# The Ubuntu Forum Community > Ubuntu Specialised Support > Ubuntu Development Version > [SOLVED] Ubuntu 15.04 to 15.10: Fresh install or Upgrade?

## MikeMecanic

Hi everyone,

I finally got my printer working last week (HPLIP 3.15.4) and Ubuntu 15.04 is so quite and stable (no problem at all) that I wish to try Wily Werewolf.  Should I Upgrade via software updater or do a fresh install.?  Running Vivid alone, what should I do?.

----------


## MikeMecanic

Ubuntu 15.10 is not available via Software Updater but there is a huge patch of 150Mb if you check Pre-released updates (Vivid-proposed).  Last time I did that (Ubuntu 15.04 B2) my computer crash.  This time it didn't. and kernel is at 3.19.0.17.  So will do a fresh install later on this week to see that gipsywort again.


```
$ uname -r
3.19.0-17-generic
```

----------


## cariboo

If you want to upgrade your current install in a terminal, use the following command:



```
sudo sed -i 's/vivid/wily/g' /etc/apt/sources.list
```

then:



```
sudo apt-get update && sudo apt-get dist-upgrade
```

----------


## MikeMecanic

Thanks for the upgrade terminal commands, will try it first tonight.  Bur I already built a MKUSB stick (1.01GB):  Download the daily image (AMD64) of Ubuntu 15.10 from here: 
Built the ISO image from there (Stable Version of MKUSB):  https://help.ubuntu.com/community/mkusb/v9#Installation
When correctly built the ISO image contains 14 files, including the purple one wubi.exe and the code name is *Wily Werewolf Alpha* AMD64.

*Made an error, the link for the daily image of Ubuntu 15.10 is not the good one (I erase it).   This is the one: http://cdimage.ubuntu.com/daily-live/20150511/*
Thanks to:  Mateusz Stachowski

Regards,

----------


## cariboo

> the code name is *Wily Werewolf Alpha* AMD64.
> 
> Regards,


That should be pre-alpha  :Smile:

----------


## sudodus

I tested live and made fresh installs from the Lubuntu desktop and alternate iso files. I flashed the iso files to USB with mkusb.

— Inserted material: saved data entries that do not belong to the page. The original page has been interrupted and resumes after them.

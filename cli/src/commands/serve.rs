use crate::core::error::ApeyeError;
use apeye_lib::relay::{self, config, RelayConfig};
use clap::Args;
use tokio::signal;
use tracing::{info, warn};

#[derive(Debug, Args)]
#[command(about = "Run the proxy relay in front of the backend")]
pub struct ServeArgs {
    #[arg(long, env = "HOST", default_value = config::DEFAULT_HOST)]
    pub host: String,

    #[arg(short, long, env = "PORT", default_value_t = config::DEFAULT_PORT)]
    pub port: u16,

    #[arg(long = "backend-url", env = "BACKEND_URL", default_value = config::DEFAULT_BACKEND_URL)]
    pub backend_url: String,
}

impl From<&ServeArgs> for RelayConfig {
    fn from(args: &ServeArgs) -> Self {
        RelayConfig {
            host: args.host.clone(),
            port: args.port,
            backend_url: args.backend_url.clone(),
        }
    }
}

pub async fn execute_serve(args: &ServeArgs) -> Result<(), ApeyeError> {
    let config = RelayConfig::from(args);
    info!(
        version = apeye_lib::core::version::app_version(),
        host = %config.host,
        port = config.port,
        backend = config.backend_url(),
        "starting relay"
    );

    relay::serve(&config, shutdown_signal())
        .await
        .map_err(|e| ApeyeError::Config(format!("relay failed on {}:{}: {e}", config.host, config.port)))
}

/// Resolves on Ctrl+C or SIGTERM.
async fn shutdown_signal() {
    let ctrl_c = async {
        if let Err(e) = signal::ctrl_c().await {
            warn!("failed to listen for Ctrl+C: {e}");
            std::future::pending::<()>().await;
        }
    };

    #[cfg(unix)]
    let terminate = async {
        match signal::unix::signal(signal::unix::SignalKind::terminate()) {
            Ok(mut sigterm) => {
                sigterm.recv().await;
            }
            Err(e) => {
                warn!("failed to listen for SIGTERM: {e}");
                std::future::pending::<()>().await;
            }
        }
    };

    #[cfg(not(unix))]
    let terminate = std::future::pending::<()>();

    tokio::select! {
        _ = ctrl_c => info!("received Ctrl+C, shutting down"),
        _ = terminate => info!("received SIGTERM, shutting down"),
    }
}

The basic things work as they should (but I found an issue with cryptswap in the test-case Alternate Install (Encryption), which is a regression since Vivid).

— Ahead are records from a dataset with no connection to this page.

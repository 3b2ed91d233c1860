use crate::commands::validators;
use crate::core::error::ApeyeError;
use crate::core::formatter::OutputFormat;
use crate::core::store::ActiveEnvironmentStore;
use apeye_lib::{ApiClient, Environment};
use clap::Args;
use std::fs;
use std::path::Path;
use tracing::debug;

pub const DEFAULT_BACKEND_URL: &str = "http://localhost:3000/api/proxy";

#[derive(Debug, Args)]
pub struct OutputArgs {
    #[arg(
        short = 'o',
        long = "output",
        help = "Output format: text or json",
        default_value_t = OutputFormat::Text,
        value_enum,
        ignore_case = true
    )]
    pub output: OutputFormat,
}

#[derive(Debug, Args)]
pub struct BackendArgs {
    #[arg(
        long = "backend",
        env = "APEYE_BACKEND_URL",
        default_value = DEFAULT_BACKEND_URL,
        help = "Backend API base URL"
    )]
    pub backend_url: String,

    #[arg(
        long = "cookie",
        env = "APEYE_SESSION_COOKIE",
        hide_env_values = true,
        help = "Session cookie sent to the backend, e.g. session=abc"
    )]
    pub cookie: Option<String>,
}

impl BackendArgs {
    pub fn client(&self) -> ApiClient {
        let client = ApiClient::new(&self.backend_url);
        match &self.cookie {
            Some(cookie) => client.with_cookie(cookie),
            None => client,
        }
    }
}

#[derive(Debug, Args)]
pub struct EnvSourceArgs {
    #[arg(
        long = "env-file",
        value_name = "FILE",
        help = "JSON file with a list of environments, instead of the backend",
        value_parser = validators::validate_path_exists
    )]
    pub env_file: Option<String>,
}

impl EnvSourceArgs {
    pub async fn load(&self, backend: &BackendArgs) -> Result<Vec<Environment>, ApeyeError> {
        match &self.env_file {
            Some(path) => read_json_file(Path::new(path)),
            None => {
                debug!(backend = %backend.backend_url, "fetching environments");
                Ok(backend.client().list_environments().await?)
            }
        }
    }
}

/// Finds an environment by id or case-insensitive name.
pub fn find_environment<'a>(
    environments: &'a [Environment],
    id_or_name: &str,
) -> Result<&'a Environment, ApeyeError> {
    environments
        .iter()
        .find(|env| env.id == id_or_name)
        .or_else(|| environments.iter().find(|env| env.matches(id_or_name)))
        .ok_or_else(|| ApeyeError::EnvironmentNotFound(id_or_name.to_string()))
}

pub fn read_json_file<T: serde::de::DeserializeOwned>(path: &Path) -> Result<T, ApeyeError> {
    if !path.exists() {
        return Err(ApeyeError::FileNotFound(path.display().to_string()));
    }
    let content = fs::read_to_string(path)?;
    serde_json::from_str(&content).map_err(|e| ApeyeError::InvalidFile {
        path: path.display().to_string(),
        message: e.to_string(),
    })
}

pub fn active_environment_id() -> Result<Option<String>, ApeyeError> {
    ActiveEnvironmentStore::current_dir().load()
}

_Edit_: cryptswap works again in the current daily build  :Smile:

----------


## Mateusz Stachowski

> Thanks for the upgrade terminal commands, will try it first tonight.  Bur I already built a MKUSB stick (1.01GB):  Download the daily image (AMD64) of Ubuntu 15.10 from here: http://cdimage.ubuntu.com/ubuntu-des...-live/current/
> Built the ISO image from there (Stable Version of MKUSB):  https://help.ubuntu.com/community/mkusb/v9#Installation
> When correctly built the ISO image contains 14 files, including the purple one wubi.exe and the code name is *Wily Werewolf Alpha* AMD64.
> 
> Regards,


You downloaded Ubuntu Desktop Next this flavour has Unity 8 and Mir. Currently it isn't usable on desktop so don't install that.

The regular Ubuntu with Unity 7 is here:

http://cdimage.ubuntu.com/daily-live/current/

but that still has only Vivid images. In pending there are Wily images:

http://cdimage.ubuntu.com/daily-live/pending/

----------


## sammiev

Hi Mike,

Hope you are using 15.10 for testing and not as your main OS.

Breakage will happen over the cycle.

----------


## grahammechanical

If you want my opinion, I would not run any development release as the only version of Ubuntu on my system. If 15.04 is working fine for you and you want to try out the future 15.10, then dual boot with it. I have found that the development version has been very stable for the last few cycles but that does not mean that we may not need to re-install to clear away something that is broken.

To give an example. On one of my vivid installs the switch over to systemd gave an unacceptably long loading time. I was not interested in tracking the problem down so, I re-installed.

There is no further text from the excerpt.